The objective of the ACE Program is to develop extraction technology to support automatic processing of source language data (in the form of natural text, and as text derived from ASR and OCR). This includes classification, filtering, and selection based on the language content of the source data, i.e., based on the meaning conveyed by the data. Thus the ACE program requires the development of technologies that automatically detect and characterize this meaning. The ACE research objectives are viewed as the detection and characterization of Entities, Relations, and Events.
Linguistic Data Consortium develops annotation guidelines, corpora and other linguistic resources to support the ACE Program. Some of these resources have been developed in cooperation with the TIDES Program, in support of TIDES Extraction evaluations.
ACE annotators tag broadcast transcripts, newswire and newspaper data in English, Chinese and Arabic, producing both training and test data for common research task evaluations. There are three primary ACE annotation tasks corresponding to the three research objectives: Entity Detection and Tracking (EDT), Relation Detection and Characterization (RDC), and Event Detection and Characterization (EDC). A fourth annotation task, Entity Linking (LNK), groups all references to a single entity and all its properties together into a Composite Entity.

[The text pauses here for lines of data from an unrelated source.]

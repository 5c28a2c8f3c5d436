//! Assignment reads and writes used by the reconciler

use bson::oid::ObjectId;
use std::sync::Arc;
use tracing::debug;

use crate::db::schemas::{AssignmentDoc, SchoolEntry};
use crate::store::{AssignmentStore, SchoolsStamp};
use crate::types::{FieldOpsError, Result};

/// Thin layer over an [`AssignmentStore`]
#[derive(Clone)]
pub struct AssignmentAccessor {
    store: Arc<dyn AssignmentStore>,
}

impl AssignmentAccessor {
    pub fn new(store: Arc<dyn AssignmentStore>) -> Self {
        Self { store }
    }

    pub fn store(&self) -> &dyn AssignmentStore {
        self.store.as_ref()
    }

    /// Active assignment for (trainer, date), if any
    pub async fn find_active_assignment(
        &self,
        trainer_email: &str,
        date: &str,
    ) -> Result<Option<AssignmentDoc>> {
        self.store.find_active(trainer_email, date).await
    }

    /// Insert `record`, or replace `existing` in place keeping its id and
    /// created_at
    pub async fn upsert_assignment(
        &self,
        mut record: AssignmentDoc,
        existing: Option<&AssignmentDoc>,
    ) -> Result<ObjectId> {
        let Some(existing) = existing else {
            return self.store.insert_assignment(record).await;
        };

        let id = existing
            ._id
            .ok_or_else(|| FieldOpsError::Internal("Existing assignment has no id".into()))?;
        record.created_at = existing.created_at;

        if !self.store.replace_assignment(&id, record).await? {
            return Err(FieldOpsError::NotFound("Assignment not found".into()));
        }
        debug!(assignment_id = %id, "Assignment overwritten");
        Ok(id)
    }

    /// Replace the stored schools with reconciled ones
    pub async fn write_back_school_statuses(
        &self,
        id: &ObjectId,
        schools: &[SchoolEntry],
    ) -> Result<()> {
        if self
            .store
            .write_schools(id, schools, SchoolsStamp::Synced)
            .await?
        {
            Ok(())
        } else {
            Err(FieldOpsError::NotFound("Assignment not found".into()))
        }
    }
}
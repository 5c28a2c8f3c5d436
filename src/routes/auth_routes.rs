//! HTTP routes for authentication
//!
//! - POST /api/auth/login          - Check credentials, issue access + refresh tokens
//! - POST /api/auth/register       - Create an account
//! - POST /api/auth/refresh        - Exchange a refresh token for an access token
//! - POST /api/auth/validate-token - Report whether a token is valid
//! - GET  /api/auth/user/{email}   - Public profile

use hyper::{Method, Request, Response, StatusCode};
use std::sync::Arc;

use super::{
    cors_preflight, decode_segment, error_response, json_response, method_not_allowed,
    not_found, parse_json_body, BoxBody, MAX_JSON_BODY,
};
use crate::server::AppState;
use crate::services::accounts::{LoginRequest, RefreshRequest, RegisterRequest, ValidateRequest};
use crate::types::Result;

const PREFIX: &str = "/api/auth";

/// POST /login
async fn handle_login(req: Request<hyper::body::Incoming>, state: Arc<AppState>) -> Result<Response<BoxBody>> {
    let body: LoginRequest = parse_json_body(req, MAX_JSON_BODY).await?;
    let response = state.accounts.login(body).await?;
    Ok(json_response(StatusCode::OK, &response))
}

/// POST /register
async fn handle_register(req: Request<hyper::body::Incoming>, state: Arc<AppState>) -> Result<Response<BoxBody>> {
    let body: RegisterRequest = parse_json_body(req, MAX_JSON_BODY).await?;
    let response = state.accounts.register(body).await?;
    Ok(json_response(StatusCode::CREATED, &response))
}

/// POST /refresh
async fn handle_refresh(req: Request<hyper::body::Incoming>, state: Arc<AppState>) -> Result<Response<BoxBody>> {
    let body: RefreshRequest = parse_json_body(req, MAX_JSON_BODY).await?;
    let response = state.accounts.refresh(body)?;
    Ok(json_response(StatusCode::OK, &response))
}

/// POST /validate-token
///
/// Always 200; validity is in the body.
async fn handle_validate(req: Request<hyper::body::Incoming>, state: Arc<AppState>) -> Result<Response<BoxBody>> {
    let body: ValidateRequest = parse_json_body(req, MAX_JSON_BODY).await?;
    Ok(json_response(StatusCode::OK, &state.accounts.validate_token(body)))
}

/// GET /user/{email}
async fn handle_user(state: Arc<AppState>, email: &str) -> Result<Response<BoxBody>> {
    let user = state.accounts.get_user(email).await?;
    Ok(json_response(StatusCode::OK, &user.profile_json()))
}

/// Route `/api/auth/*` requests
pub async fn handle_auth_request(
    req: Request<hyper::body::Incoming>,
    state: Arc<AppState>,
) -> Option<Response<BoxBody>> {
    let path = req.uri().path().to_string();
    let rest = path.strip_prefix(PREFIX)?;

    // Handle CORS preflight
    if req.method() == Method::OPTIONS {
        return Some(cors_preflight());
    }

    let method = req.method().clone();
    let segments: Vec<&str> = rest.trim_start_matches('/').split('/').collect();

    let result = match (&method, segments.as_slice()) {
        (&Method::POST, ["login"]) => handle_login(req, state).await,
        (&Method::POST, ["register"]) => handle_register(req, state).await,
        (&Method::POST, ["refresh"]) => handle_refresh(req, state).await,
        (&Method::POST, ["validate-token"]) => handle_validate(req, state).await,
        (&Method::GET, ["user", email]) => handle_user(state, &decode_segment(email)).await,

        // Method not allowed
        (_, ["login"])
        | (_, ["register"])
        | (_, ["refresh"])
        | (_, ["validate-token"])
        | (_, ["user", _]) => return Some(method_not_allowed()),

        // Auth endpoint not found
        _ => return Some(not_found("Auth endpoint not found")),
    };

    Some(result.unwrap_or_else(|e| error_response(&e)))
}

Entity Detection and Tracking (EDT) is the core annotation task, providing the foundation for all remaining tasks. The current ACE task identifies seven types of entities: Person, Organization, Location, Facility, Weapon, Vehicle and Geo-Political Entity (GPEs). Each type is further divided into subtypes (for instance, Organization subtypes include Government, Commercial, Educational, Non-profit, Other). Annotators tag all mentions of each entity within a document, whether named, nominal or pronominal. For every mention, the annotator identifies the maximal extent of the string that represents the entity, and labels the head of each mention. Nested mentions are also captured. Each entity is classified according to its type and subtype. Each entity mention is further tagged according to its class - specific, generic, attributive, negatively quantified or underspecified. During the LNK annotation task, annotators review the entire document to group mentions of the same entity together; they also label cases of metonymy, where the name of one entity is used to refer to another entity (or entities) related to it.
Relation Detection and Characterization (RDC) involves the identification of relations between entities. This task was added in Phase 2 of ACE. The current definition of RDC targets physical relations including Located, Near and Part-Whole; social/personal relations including Business, Family and Other; a range of employment or membership relations; relations between artifacts and agents (including ownership); affiliation-type relations like ethnicity; relationships between persons and GPEs like citizenship; and finally discourse relations. For every relation, annotators identify two primary arguments (namely, the two ACE entities that are linked) as well as the relation′s temporal attributes. Relations that are supported by explicit textual evidence are distinguished from those that depend on contextual inference on the part of the reader. 数据挖掘研究院
ACE Phase Three adds a new challenge: Event Detection and Characterization (EDC) . In EDC, annotators identify and characterize five types of events in which EDT entities participate. Targeted types include Interaction, Movement, Transfer, Creation and Destruction events. Annotators tag the textual mention or anchor for each event, and categorize it by type and subtype. They further identify event arguments (agent, object, source and target) and attributes (temporal, locative as well as others like instrument or purpose) according to a type-specific template.
In future phases of ACE, annotators will identify additional event types as well as characterizing relations between events.